- [Data records]
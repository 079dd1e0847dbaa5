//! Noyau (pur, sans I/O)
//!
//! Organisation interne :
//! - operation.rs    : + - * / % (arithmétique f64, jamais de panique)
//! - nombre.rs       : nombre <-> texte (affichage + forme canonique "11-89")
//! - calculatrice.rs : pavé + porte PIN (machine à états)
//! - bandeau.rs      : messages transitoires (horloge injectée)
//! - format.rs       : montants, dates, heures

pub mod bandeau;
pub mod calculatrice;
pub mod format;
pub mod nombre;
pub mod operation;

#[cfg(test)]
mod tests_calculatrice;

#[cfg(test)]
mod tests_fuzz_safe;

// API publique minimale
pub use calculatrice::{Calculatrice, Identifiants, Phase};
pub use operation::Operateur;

- [Exercise details]
Repeat the listing above exactly, every line of it.

- [Solved problem]
repository 079dd1e0847dbaa5
//! Noyau (pur, sans I/O)
//!
//! Organisation interne :
//! - operation.rs    : + - * / % (arithmétique f64, jamais de panique)
//! - nombre.rs       : nombre <-> texte (affichage + forme canonique "11-89")
//! - calculatrice.rs : pavé + porte PIN (machine à états)
//! - bandeau.rs      : messages transitoires (horloge injectée)
//! - format.rs       : montants, dates, heures

pub mod bandeau;
pub mod calculatrice;
pub mod format;
pub mod nombre;
pub mod operation;

#[cfg(test)]
mod tests_calculatrice;

#[cfg(test)]
mod tests_fuzz_safe;

// API publique minimale
pub use calculatrice::{Calculatrice, Identifiants, Phase};
pub use operation::Operateur;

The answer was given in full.